Up to three emission lines can be superimposed on the input spectrum by the ETC. For a pure emission line spectrum, select the “No continuum” option.
In spectroscopic and spectroscopic acquisition modes, any specified emission lines will be broadened, if necessary, to match the minimum instrumental resolution.
Note: Extinction, redshift, and renormalization are applied to the continuum spectrum, but are not applied to emission lines. Attempting to apply extinction or redshift to a spectrum with “no continuum” selected will result in an error.
However, it is possible to use the pysynphot software directly to construct emission lines, apply extinction to them, and save the result as a FITS file which can then be uploaded to the ETC.
You must first obtain pysynphot and its associated data files and install them as described in the installation guide.
Then, after invoking the Python interpreter, you can create a spectrum including one or more emission lines; define the desired extinction; apply it to the spectrum; and save the result.

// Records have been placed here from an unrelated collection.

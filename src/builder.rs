//! Builder for [`WordTable`] instances.
//!
//! Collects the bucket count, hash strategy and an optional vocabulary
//! estimate, then validates and allocates in one step.
//!
//! ## Example
//!
//! ```rust
//! use wordtable::builder::TableBuilder;
//! use wordtable::ds::HashStrategy;
//!
//! let mut table = TableBuilder::new(101)
//!     .hasher(HashStrategy::Fx)
//!     .reserve(500)
//!     .build()
//!     .unwrap();
//! table.increment("hello").unwrap();
//! assert_eq!(table.get_count("hello"), 1);
//! assert_eq!(table.capacity(), 1024);
//! ```

use crate::ds::hash::HashStrategy;
use crate::error::TableError;
use crate::table::WordTable;

pub use crate::table::DEFAULT_BUCKET_COUNT;

/// Builder for creating word tables.
#[derive(Debug, Clone, Copy, PartialEq, Eq)]
pub struct TableBuilder {
    bucket_count: usize,
    hasher: HashStrategy,
    distinct_hint: usize,
}

impl TableBuilder {
    /// Create a new builder for a table with `bucket_count` buckets.
    pub fn new(bucket_count: usize) -> Self {
        Self {
            bucket_count,
            hasher: HashStrategy::default(),
            distinct_hint: 0,
        }
    }

    /// Hash used to map keys to buckets.
    pub fn hasher(mut self, hasher: HashStrategy) -> Self {
        self.hasher = hasher;
        self
    }

    /// Pre-size the pool for about `distinct` keys so the first growths are
    /// skipped.
    pub fn reserve(mut self, distinct: usize) -> Self {
        self.distinct_hint = distinct;
        self
    }

    /// Build the table.
    ///
    /// # Errors
    ///
    /// - [`TableError::InvalidBucketCount`] if the bucket count is not prime
    /// - [`TableError::OutOfMemory`] if the pool cannot be allocated
    ///
    /// # Example
    ///
    /// ```rust
    /// use wordtable::builder::TableBuilder;
    /// use wordtable::error::TableError;
    ///
    /// assert_eq!(
    ///     TableBuilder::new(100).build().unwrap_err(),
    ///     TableError::InvalidBucketCount(100)
    /// );
    /// ```
    pub fn build(self) -> Result<WordTable, TableError> {
        WordTable::with_capacity_and_hasher(self.bucket_count, self.distinct_hint, self.hasher)
    }
}

impl Default for TableBuilder {
    fn default() -> Self {
        Self::new(DEFAULT_BUCKET_COUNT)
    }
}
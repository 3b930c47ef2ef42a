pub mod hash;
pub mod key;
pub mod pool;
pub mod sizing;

pub use hash::{HashStrategy, MURMUR_SEED, UnknownHashStrategy, murmur64a};
pub use key::{FixedKey, MAX_KEY_LEN};
pub use pool::{Entry, EntryId, EntryPool};
pub use sizing::{initial_capacity, is_prime, next_prime, round_to_pow2};
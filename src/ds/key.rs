//! Fixed-width, zero-padded key buffer.
//!
//! Every stored key occupies exactly [`MAX_KEY_LEN`] bytes aligned to its own
//! width. Bytes past the real key are zero, so two keys are equal iff their
//! whole buffers are equal. The comparison is a plain `[u8; 64]` equality,
//! which the compiler lowers to a handful of wide vector compares instead of a
//! byte-by-byte scan.
//!
//! ```text
//!   "cat"  →  [ c | a | t | 0 | 0 | ... | 0 ]   64 bytes, align(64)
//!   "cats" →  [ c | a | t | s | 0 | ... | 0 ]
//! ```
//!
//! NUL is the padding byte, so keys containing NUL are rejected: `"a\0"` would
//! otherwise be indistinguishable from `"a"`.

use std::borrow::Cow;
use std::fmt;

use crate::error::TableError;

/// Maximum key length in bytes.
pub const MAX_KEY_LEN: usize = 64;

/// A key stored in a 64-byte, 64-byte-aligned, zero-padded buffer.
#[repr(C, align(64))]
#[derive(Clone, Copy, PartialEq, Eq, Hash)]
pub struct FixedKey([u8; MAX_KEY_LEN]);

impl FixedKey {
    /// The all-zero key held by free slots and sentinels.
    pub const EMPTY: FixedKey = FixedKey([0; MAX_KEY_LEN]);

    /// Copies `bytes` into a fresh zero-padded buffer.
    ///
    /// # Errors
    ///
    /// - [`TableError::KeyTooLong`] if `bytes` is longer than [`MAX_KEY_LEN`]
    /// - [`TableError::InvalidKey`] if `bytes` contains a NUL byte
    ///
    /// # Example
    ///
    /// ```
    /// use wordtable::ds::FixedKey;
    ///
    /// let key = FixedKey::new(b"word").unwrap();
    /// assert_eq!(key.as_bytes(), b"word");
    /// assert_eq!(key.len(), 4);
    /// assert!(FixedKey::new(&[b'x'; 65]).is_err());
    /// ```
    #[inline]
    pub fn new(bytes: &[u8]) -> Result<Self, TableError> {
        if bytes.len() > MAX_KEY_LEN {
            return Err(TableError::KeyTooLong { len: bytes.len() });
        }
        if bytes.contains(&0) {
            return Err(TableError::InvalidKey);
        }
        let mut buf = [0u8; MAX_KEY_LEN];
        buf[..bytes.len()].copy_from_slice(bytes);
        Ok(Self(buf))
    }

    /// Returns the whole padded buffer.
    #[inline]
    pub fn as_padded(&self) -> &[u8; MAX_KEY_LEN] {
        &self.0
    }

    /// Returns the key bytes without padding.
    #[inline]
    pub fn as_bytes(&self) -> &[u8] {
        &self.0[..self.len()]
    }

    /// Returns the key as text, replacing invalid UTF-8.
    #[inline]
    pub fn to_str_lossy(&self) -> Cow<'_, str> {
        String::from_utf8_lossy(self.as_bytes())
    }

    /// Length of the key in bytes.
    #[inline]
    pub fn len(&self) -> usize {
        self.0
            .iter()
            .position(|&b| b == 0)
            .unwrap_or(MAX_KEY_LEN)
    }

    /// Returns `true` for the empty key.
    #[inline]
    pub fn is_empty(&self) -> bool {
        self.0[0] == 0
    }

    /// Zero-fills the buffer.
    #[inline]
    pub fn clear(&mut self) {
        self.0 = [0; MAX_KEY_LEN];
    }
}

impl Default for FixedKey {
    fn default() -> Self {
        Self::EMPTY
    }
}

impl fmt::Debug for FixedKey {
    fn fmt(&self, f: &mut fmt::Formatter<'_>) -> fmt::Result {
        f.debug_tuple("FixedKey").field(&self.to_str_lossy()).finish()
    }
}
#[cfg(feature = "metrics")]
impl WordTable {
    pub fn metrics_snapshot(&self) -> TableMetricsSnapshot {
        TableMetricsSnapshot {
            increment_calls: self.metrics.increment_calls,
            increment_existing: self.metrics.increment_existing,
            increment_new: self.metrics.increment_new,
            decrement_calls: self.metrics.decrement_calls,
            decrement_absent: self.metrics.decrement_absent,
            decrement_releases: self.metrics.decrement_releases,
            lookup_calls: self.metrics.lookup_calls.get(),
            lookup_hits: self.metrics.lookup_hits.get(),
            lookup_misses: self.metrics.lookup_misses.get(),
            chain_steps: self.metrics.chain_steps,
            lookup_chain_steps: self.metrics.lookup_chain_steps.get(),
            growth_events: self.metrics.growth_events,
            growth_failures: self.metrics.growth_failures,
            grown_slots: self.metrics.grown_slots,
            clear_calls: self.metrics.clear_calls,
            distinct_count: self.distinct_count,
            total_count: self.total_count,
            bucket_count: self.bucket_count,
            capacity: self.pool.capacity(),
            free_slots: self.pool.free_len(),
            max_bucket_len: self.max_bucket_len(),
        }
    }
}

#[cfg(feature = "metrics")]
impl MetricsSnapshotProvider<TableMetricsSnapshot> for WordTable {
    fn snapshot(&self) -> TableMetricsSnapshot {
        self.metrics_snapshot()
    }
}

#[cfg(feature = "metrics")]
impl MetricsReset for WordTable {
    fn reset_metrics(&mut self) {
        self.metrics.reset();
    }
}
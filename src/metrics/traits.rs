//! # Metrics Trait Hierarchy
//!
//! Recording, snapshotting and export are separate responsibilities, each
//! behind a small trait, so the table's hot paths only ever see a recorder.
//!
//! ## Architecture
//!
//! ```text
//!   ┌─────────────────────────────┐   ┌─────────────────────────────┐
//!   │    TableMetricsRecorder     │   │  TableMetricsReadRecorder   │
//!   │  increment/decrement/grow   │   │  lookups through &self      │
//!   └──────────────┬──────────────┘   └──────────────┬──────────────┘
//!                  │                                 │
//!                  └───────────────┬─────────────────┘
//!                                  ▼
//!                          ┌──────────────┐
//!                          │ TableMetrics │
//!                          └──────┬───────┘
//!                                 │ snapshot()
//!                                 ▼
//!   ┌──────────────────────────────┐    ┌──────────────────────────────┐
//!   │ MetricsSnapshotProvider<S>   │    │ MetricsExporter<S>           │
//!   │ (bench/test)                 │    │ (monitoring)                 │
//!   └──────────────────────────────┘    └──────────────────────────────┘
//! ```

/// Counters for mutating table operations.
pub trait TableMetricsRecorder {
    fn record_increment_call(&mut self);
    fn record_increment_existing(&mut self);
    fn record_increment_new(&mut self);
    fn record_decrement_call(&mut self);
    fn record_decrement_absent(&mut self);
    fn record_decrement_release(&mut self);
    fn record_chain_step(&mut self);
    fn record_growth(&mut self, added_slots: usize);
    fn record_growth_failure(&mut self);
    fn record_clear(&mut self);
}

/// Counters for `&self` lookups (uses interior mutability).
pub trait TableMetricsReadRecorder {
    fn record_lookup_call(&self);
    fn record_lookup_hit(&self);
    fn record_lookup_miss(&self);
    fn record_lookup_chain_step(&self);
}

/// Snapshot provider for bench/testing.
pub trait MetricsSnapshotProvider<S> {
    fn snapshot(&self) -> S;
}

/// Reset metrics between tests or benchmark iterations.
pub trait MetricsReset {
    fn reset_metrics(&mut self);
}

/// Export/publish metrics to monitoring backends.
pub trait MetricsExporter<S> {
    fn export(&self, snapshot: &S);
}
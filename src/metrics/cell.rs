use std::cell::Cell;

/// A counter that can be bumped through a shared reference.
///
/// Lookups take `&self`, so their counters live in cells. Not `Sync`.
#[repr(transparent)]
#[derive(Debug, Default)]
pub struct MetricsCell(Cell<u64>);

impl MetricsCell {
    #[inline]
    pub fn new() -> Self {
        Self(Cell::new(0))
    }

    #[inline]
    pub fn get(&self) -> u64 {
        self.0.get()
    }

    #[inline]
    pub fn incr(&self) {
        self.0.set(self.0.get() + 1);
    }

    #[inline]
    pub fn reset(&self) {
        self.0.set(0);
    }
}
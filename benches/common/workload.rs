//! Word stream generators for table benchmarks.
//!
//! Real text follows Zipf's law, so word ranks are drawn from a Zipf
//! distribution and mapped to distinct synthetic words.

use rand::SeedableRng;
use rand::rngs::SmallRng;
use rand_distr::{Distribution, Zipf};

/// Distinct word for a zero-based rank (bijective base-26, `a`, `b`, ..,
/// `z`, `aa`, ..). Low ranks get short words, like real vocabularies.
pub fn word_for_rank(rank: u64) -> String {
    let mut n = rank + 1;
    let mut out = Vec::new();
    while n > 0 {
        n -= 1;
        out.push(b'a' + (n % 26) as u8);
        n /= 26;
    }
    out.reverse();
    String::from_utf8(out).unwrap_or_default()
}

/// `len` words drawn from a vocabulary of `vocabulary` ranks with exponent
/// `s` (1.0 for natural-language text).
pub fn zipf_words(vocabulary: u64, len: usize, s: f64, seed: u64) -> Vec<String> {
    let mut rng = SmallRng::seed_from_u64(seed);
    let zipf = Zipf::new(vocabulary as f64, s).unwrap();
    (0..len)
        .map(|_| {
            let sample: f64 = zipf.sample(&mut rng);
            let rank = (sample as u64).saturating_sub(1).min(vocabulary - 1);
            word_for_rank(rank)
        })
        .collect()
}

/// Every word of the vocabulary exactly once.
pub fn vocabulary(size: u64) -> Vec<String> {
    (0..size).map(word_for_rank).collect()
}
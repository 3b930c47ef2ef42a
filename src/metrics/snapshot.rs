/// Point-in-time copy of a table's counters and gauges.
#[derive(Debug, Default, Clone, Copy, PartialEq, Eq)]
pub struct TableMetricsSnapshot {
    pub increment_calls: u64,
    pub increment_existing: u64,
    pub increment_new: u64,

    pub decrement_calls: u64,
    pub decrement_absent: u64,
    pub decrement_releases: u64,

    pub lookup_calls: u64,
    pub lookup_hits: u64,
    pub lookup_misses: u64,

    // chain nodes visited by mutating scans / by lookups
    pub chain_steps: u64,
    pub lookup_chain_steps: u64,

    pub growth_events: u64,
    pub growth_failures: u64,
    pub grown_slots: u64,
    pub clear_calls: u64,

    // gauges captured at snapshot time
    pub distinct_count: usize,
    pub total_count: u64,
    pub bucket_count: usize,
    pub capacity: usize,
    pub free_slots: usize,
    pub max_bucket_len: usize,
}

impl TableMetricsSnapshot {
    /// Average chain nodes visited per lookup, `0.0` before any lookup.
    pub fn avg_lookup_chain_steps(&self) -> f64 {
        if self.lookup_calls == 0 {
            0.0
        } else {
            self.lookup_chain_steps as f64 / self.lookup_calls as f64
        }
    }

    /// Fraction of pooled slots currently occupied.
    pub fn load_factor(&self) -> f64 {
        let pooled = self.capacity.saturating_sub(self.bucket_count);
        if pooled == 0 {
            0.0
        } else {
            self.distinct_count as f64 / pooled as f64
        }
    }
}
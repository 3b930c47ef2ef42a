pub use crate::builder::{DEFAULT_BUCKET_COUNT, TableBuilder};
pub use crate::compare::{cosine_similarity, difference, difference_count, norm};
pub use crate::ds::{FixedKey, HashStrategy, MAX_KEY_LEN, is_prime, next_prime};
pub use crate::error::{ErrorKind, InvariantError, TableError};
pub use crate::iter::{Cursor, Iter};
#[cfg(feature = "metrics")]
pub use crate::metrics::exporter::PrometheusTextExporter;
#[cfg(feature = "metrics")]
pub use crate::metrics::snapshot::TableMetricsSnapshot;
#[cfg(feature = "metrics")]
pub use crate::metrics::traits::{MetricsExporter, MetricsReset, MetricsSnapshotProvider};
pub use crate::table::{WordTable, count_of};
pub use crate::tokenize::{FillError, FillOptions, FillStats, Tokenizer, fill_table, fill_table_from_path};
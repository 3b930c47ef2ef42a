//! Bucket-count and capacity arithmetic.

/// Returns `true` if `n` is prime (trial division).
///
/// ```
/// use wordtable::ds::sizing::is_prime;
///
/// assert!(is_prime(7019));
/// assert!(!is_prime(4));
/// assert!(!is_prime(1));
/// ```
pub fn is_prime(n: usize) -> bool {
    if n < 2 {
        return false;
    }
    if n < 4 {
        return true;
    }
    if n % 2 == 0 {
        return false;
    }
    let mut div = 3;
    while div <= n / div {
        if n % div == 0 {
            return false;
        }
        div += 2;
    }
    true
}

/// Smallest prime `>= n`, or `None` if it does not fit in `usize`.
pub fn next_prime(n: usize) -> Option<usize> {
    let mut candidate = n.max(2);
    loop {
        if is_prime(candidate) {
            return Some(candidate);
        }
        candidate = candidate.checked_add(1)?;
    }
}

/// Smallest power of two `>= n` (`1` for `0`), or `None` on overflow.
#[inline]
pub fn round_to_pow2(n: usize) -> Option<usize> {
    n.checked_next_power_of_two()
}

/// Initial pool size for `bucket_count` buckets and an expected number of
/// distinct keys: the next power of two of `max(2 * buckets, buckets + hint)`.
pub fn initial_capacity(bucket_count: usize, distinct_hint: usize) -> Option<usize> {
    let floor = bucket_count.checked_mul(2)?;
    let wanted = bucket_count.checked_add(distinct_hint)?;
    round_to_pow2(floor.max(wanted))
}
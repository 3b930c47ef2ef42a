//! Preallocated entry pool with an index free list.
//!
//! One contiguous `Vec<Entry>` backs the whole table. The first `reserved`
//! slots are bucket sentinels owned by the table; every other slot is either
//! occupied (linked into a bucket chain) or on the free stack.
//!
//! ## Architecture
//!
//! ```text
//!   entries: Vec<Entry>
//!   ┌──────────────── reserved ───────────────┬──────────── pooled ─────────────┐
//!   │ S0 │ S1 │ S2 │ ... │ S(n-1)             │ E │ E │ f │ E │ f │ f │ ... │ f │
//!   └─────────────────────────────────────────┴─────────────────────────────────┘
//!     sentinels: next = chain head               E = occupied, f = free
//!
//!   free: Vec<EntryId>   (stack, top = next slot handed out)
//! ```
//!
//! Links are [`EntryId`] indices, never pointers, so a reallocation that moves
//! the buffer during [`EntryPool::grow`] leaves every link valid.
//!
//! ## Operations
//! - `acquire`: O(1), pops the free stack, never allocates
//! - `release`: O(1), scrubs the slot and pushes it (LIFO reuse)
//! - `grow`: O(capacity), doubles the pool and frees the new upper half

use crate::ds::key::FixedKey;
use crate::error::TableError;

/// Stable index of a slot in an [`EntryPool`].
#[derive(Debug, Clone, Copy, PartialEq, Eq, Hash)]
pub struct EntryId(pub(crate) usize);

impl EntryId {
    pub fn index(self) -> usize {
        self.0
    }
}

/// One key/count node. Sentinels reuse the layout with an empty key and only
/// their `next` link is meaningful.
#[derive(Debug, Clone)]
pub struct Entry {
    pub(crate) key: FixedKey,
    pub(crate) count: u64,
    pub(crate) next: Option<EntryId>,
    pub(crate) is_free: bool,
}

impl Entry {
    const fn sentinel() -> Self {
        Self {
            key: FixedKey::EMPTY,
            count: 0,
            next: None,
            is_free: false,
        }
    }

    const fn vacant() -> Self {
        Self {
            key: FixedKey::EMPTY,
            count: 0,
            next: None,
            is_free: true,
        }
    }

    pub fn key(&self) -> &FixedKey {
        &self.key
    }

    pub fn count(&self) -> u64 {
        self.count
    }

    pub fn next(&self) -> Option<EntryId> {
        self.next
    }

    pub fn is_free(&self) -> bool {
        self.is_free
    }
}

#[derive(Debug)]
pub struct EntryPool {
    entries: Vec<Entry>,
    free: Vec<EntryId>,
    reserved: usize,
}

impl EntryPool {
    /// Creates a pool of `capacity` slots whose first `reserved` slots are
    /// sentinels.
    ///
    /// # Errors
    ///
    /// [`TableError::OutOfMemory`] if the slots cannot be allocated.
    pub fn new(reserved: usize, capacity: usize) -> Result<Self, TableError> {
        debug_assert!(capacity >= reserved);
        let oom = || TableError::OutOfMemory {
            requested: capacity,
        };

        let mut entries = Vec::new();
        entries.try_reserve_exact(capacity).map_err(|_| oom())?;
        let mut free = Vec::new();
        free.try_reserve_exact(capacity - reserved)
            .map_err(|_| oom())?;

        entries.resize(reserved, Entry::sentinel());
        entries.resize(capacity, Entry::vacant());
        free.extend((reserved..capacity).rev().map(EntryId));

        Ok(Self {
            entries,
            free,
            reserved,
        })
    }

    /// Pops a free slot, or `None` when the pool must grow first.
    #[inline]
    pub fn acquire(&mut self) -> Option<EntryId> {
        let id = self.free.pop()?;
        self.entries[id.0].is_free = false;
        Some(id)
    }

    /// Scrubs `id` and pushes it onto the free stack.
    #[inline]
    pub fn release(&mut self, id: EntryId) {
        debug_assert!(id.0 >= self.reserved, "sentinel {:?} released", id);
        let entry = &mut self.entries[id.0];
        debug_assert!(!entry.is_free, "double release of {:?}", id);
        entry.key.clear();
        entry.count = 0;
        entry.next = None;
        entry.is_free = true;
        self.free.push(id);
    }

    /// Doubles the pool, making the new upper half available for `acquire`.
    ///
    /// Memory is reserved before anything is touched, so on error the pool is
    /// exactly as it was. Returns the number of slots added.
    pub fn grow(&mut self) -> Result<usize, TableError> {
        let old_capacity = self.entries.len();
        let new_capacity = old_capacity
            .max(1)
            .checked_mul(2)
            .ok_or(TableError::OutOfMemory {
                requested: usize::MAX,
            })?;
        let added = new_capacity - old_capacity;
        let oom = TableError::OutOfMemory {
            requested: new_capacity,
        };

        self.entries
            .try_reserve_exact(added)
            .map_err(|_| oom.clone())?;
        self.free.try_reserve_exact(added).map_err(|_| oom)?;

        self.entries.resize(new_capacity, Entry::vacant());
        self.free
            .extend((old_capacity..new_capacity).rev().map(EntryId));
        Ok(added)
    }

    /// Returns every pooled slot to the free stack and unlinks all sentinels.
    pub fn reset(&mut self) {
        let capacity = self.entries.len();
        for entry in &mut self.entries[..self.reserved] {
            entry.next = None;
        }
        for entry in &mut self.entries[self.reserved..] {
            *entry = Entry::vacant();
        }
        self.free.clear();
        self.free
            .extend((self.reserved..capacity).rev().map(EntryId));
    }

    #[inline]
    pub fn entry(&self, id: EntryId) -> &Entry {
        &self.entries[id.0]
    }

    #[inline]
    pub fn entry_mut(&mut self, id: EntryId) -> &mut Entry {
        &mut self.entries[id.0]
    }

    /// Sentinel for bucket `bucket`.
    #[inline]
    pub fn sentinel(&self, bucket: usize) -> &Entry {
        debug_assert!(bucket < self.reserved);
        &self.entries[bucket]
    }

    #[inline]
    pub fn sentinel_id(&self, bucket: usize) -> EntryId {
        debug_assert!(bucket < self.reserved);
        EntryId(bucket)
    }

    /// Total number of slots, sentinels included.
    #[inline]
    pub fn capacity(&self) -> usize {
        self.entries.len()
    }

    #[inline]
    pub fn reserved(&self) -> usize {
        self.reserved
    }

    #[inline]
    pub fn free_len(&self) -> usize {
        self.free.len()
    }

    /// Number of occupied (non-sentinel, non-free) slots.
    #[inline]
    pub fn occupied_len(&self) -> usize {
        self.entries.len() - self.reserved - self.free.len()
    }

    pub(crate) fn free_ids(&self) -> &[EntryId] {
        &self.free
    }

    /// Iterates the pooled (non-sentinel) slots with their ids.
    pub fn pooled(&self) -> impl Iterator<Item = (EntryId, &Entry)> {
        self.entries
            .iter()
            .enumerate()
            .skip(self.reserved)
            .map(|(idx, entry)| (EntryId(idx), entry))
    }
}
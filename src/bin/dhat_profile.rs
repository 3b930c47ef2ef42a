//! DHAT heap profiler for wordtable.
//!
//! Run with: cargo run --bin dhat_profile --release --features dhat-heap
//! View results: Open dhat-heap.json in <https://nnethercote.github.io/dh_view/dh_view.html>

#[global_allocator]
static ALLOC: dhat::Alloc = dhat::Alloc;

use wordtable::builder::TableBuilder;
use wordtable::compare::{cosine_similarity, difference_count};
use wordtable::ds::HashStrategy;
use wordtable::error::TableError;
use wordtable::table::WordTable;

/// Simple XorShift64 RNG for deterministic workloads.
struct XorShift64 {
    state: u64,
}

impl XorShift64 {
    fn new(seed: u64) -> Self {
        Self { state: seed.max(1) }
    }

    fn next_u64(&mut self) -> u64 {
        let mut x = self.state;
        x ^= x << 13;
        x ^= x >> 7;
        x ^= x << 17;
        self.state = x;
        x
    }

    fn next_f64(&mut self) -> f64 {
        const SCALE: f64 = 1.0 / (u64::MAX as f64);
        (self.next_u64() as f64) * SCALE
    }
}

/// Skewed vocabulary: 90% of words come from the first 10% of `vocabulary`.
fn word_stream(
    table: &mut WordTable,
    words: usize,
    vocabulary: u64,
    seed: u64,
) -> Result<(), TableError> {
    let mut rng = XorShift64::new(seed);
    let hot_size = (vocabulary / 10).max(1);
    let cold_size = vocabulary.saturating_sub(hot_size).max(1);

    for _ in 0..words {
        let id = if rng.next_f64() < 0.9 {
            rng.next_u64() % hot_size
        } else {
            hot_size + rng.next_u64() % cold_size
        };
        table.increment(format!("w{:x}", id))?;
    }
    Ok(())
}

/// Remove a share of the vocabulary so slots cycle through the free list.
fn churn(table: &mut WordTable, vocabulary: u64) {
    for id in (0..vocabulary).step_by(3) {
        let key = format!("w{:x}", id);
        while table.decrement(&key).is_ok() {}
    }
}

fn profile_growth() {
    println!("=== Profiling growth from minimum capacity ===");
    let mut table = match WordTable::new(211) {
        Ok(table) => table,
        Err(err) => {
            eprintln!("  {}", err);
            return;
        },
    };
    let start = table.capacity();

    if let Err(err) = word_stream(&mut table, 200_000, 50_000, 42) {
        eprintln!("  {}", err);
        return;
    }

    println!(
        "  Capacity: {} -> {}  distinct: {}",
        start,
        table.capacity(),
        table.distinct_count()
    );
}

fn profile_reserved() {
    println!("=== Profiling reserved capacity ===");
    let mut table = match TableBuilder::new(7019).reserve(50_000).build() {
        Ok(table) => table,
        Err(err) => {
            eprintln!("  {}", err);
            return;
        },
    };
    let start = table.capacity();

    let result = word_stream(&mut table, 200_000, 50_000, 42).and_then(|()| {
        churn(&mut table, 50_000);
        word_stream(&mut table, 100_000, 50_000, 7)
    });
    if let Err(err) = result {
        eprintln!("  {}", err);
        return;
    }

    println!(
        "  Capacity: {} -> {}  distinct: {}",
        start,
        table.capacity(),
        table.distinct_count()
    );
}

fn profile_compare() {
    println!("=== Profiling comparison ===");
    let build = |seed| {
        TableBuilder::new(7019)
            .hasher(HashStrategy::Murmur)
            .build()
            .and_then(|mut table| {
                word_stream(&mut table, 100_000, 20_000, seed)?;
                Ok(table)
            })
    };
    let (a, b) = match (build(1), build(2)) {
        (Ok(a), Ok(b)) => (a, b),
        (Err(err), _) | (_, Err(err)) => {
            eprintln!("  {}", err);
            return;
        },
    };

    println!(
        "  Cosine: {:.6}  a-b: {}  b-a: {}",
        cosine_similarity(&a, &b),
        difference_count(&a, &b),
        difference_count(&b, &a)
    );
}

fn main() {
    let _profiler = dhat::Profiler::new_heap();

    println!("wordtable DHAT Heap Profiling");
    println!("=============================\n");

    profile_growth();
    profile_reserved();
    profile_compare();

    println!("\n=============================");
    println!("Profiling complete!");
    println!(
        "View results: Open dhat-heap.json in <https://nnethercote.github.io/dh_view/dh_view.html>"
    );
}
//! wordtable: a fixed-bucket, separate-chaining word counter with a
//! preallocated entry pool, plus word-multiset comparisons built on it.
//!
//! - [`table::WordTable`]: increment / decrement / lookup of word counts
//! - [`iter`]: resumable cursor and iterator over live entries
//! - [`compare`]: set difference and cosine similarity of two tables
//! - [`tokenize`]: streaming word splitter that fills a table
//! - [`report`]: text output of the `wordcmp` tool
//! - [`ds`]: key buffer, hash strategies, entry pool and sizing helpers

pub mod builder;
pub mod compare;
pub mod ds;
pub mod error;
pub mod iter;

#[cfg(feature = "metrics")]
pub mod metrics;

pub mod prelude;
pub mod report;
pub mod table;
pub mod tokenize;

# Import the pysynphot package
import pysynphot as psyn
# Create an emission line. Specify flux, central wavelength, and FWHM
# - note this is not the same order that appears on the ETC form.
sp = psyn.GaussianSource(1e-15,7000,10,fluxunits='flam')
# Or, you can create several lines and add them to a flat spectrum
contnm = psyn.FlatSpectrum(1,fluxunits='flam')
line1 = psyn.GaussianSource(1e-15,7000,10,fluxunits='flam')
line2 = psyn.GaussianSource(1e-14,5000,15,fluxunits='flam')
line3 = psyn.GaussianSource(1e-13,3000,50,fluxunits='flam')
sp = contnm + line1 + line2 + line3
# See what you have created
print sp
# Will produce output something like this for a single emission line
#Gaussian: mu=7000 angstrom,fwhm=10 angstrom, total flux=1e-15 flam
# See what extinction laws are available
psyn.print_red_laws()
# Will produce output something like this
#name reference
#-------- --------------------------------------------------------------
#None Cardelli, Clayton, & Mathis (1989, ApJ, 345, 245) R_V = 3.10.
#gal3 Cardelli, Clayton, & Mathis (1989, ApJ, 345, 245) R_V = 3.10.
#lmc30dor Gordon et al. (2003, ApJ, 594, 279) R_V = 2.76.
#lmcavg Gordon et al. (2003, ApJ, 594, 279) R_V = 3.41.
#mwavg Cardelli, Clayton, & Mathis (1989, ApJ, 345, 245) R_V = 3.10.
#mwdense Cardelli, Clayton, & Mathis (1989, ApJ, 345, 245) R_V = 5.00.
#smcbar Gordon et al. (2003, ApJ, 594, 279) R_V=2.74.
#xgalsb Calzetti et al. (2000. ApJ, 533, 682)
# Define the extinction specifying the preferred extinction law by name,
# and the desired value of the extinction
ext=psyn.Extinction(1.3,'lmcavg')
# Apply the extinction to the emission line
new_sp=ext*sp
# Save the resulting spectrum to a FITS file
new_sp.writefits('emline_plus_extinction.fits')
This FITS file can then be uploaded to the ETC with the “user-supplied spectrum” option. (Note that line broadening cannot be applied to the emission lines in such a spectrum; consult the relevant instrument handbook to determine the minimum line widths you should use.)
Pysynphot can be used to construct quite complex spectral distributions; for more details, see the pysynphot documentation at https://pysynphot.readthedocs.io/en/latest/.
In spectroscopic and spectroscopic acquisition modes, emission lines that are narrower than the instrumental resolution are broadened by the ETC to be at least one resel (resolution element) wide. This is a flux-conserving operation performed by pysynphot when preparing the input target spectrum.
However, the photometric extraction calculation makes use of a simplifying assumption. Instead of integrating over the wavelength range corresponding to a resel, the target count rate per pixel at the specified wavelength is simply multiplied by the number of pixels per resolution element.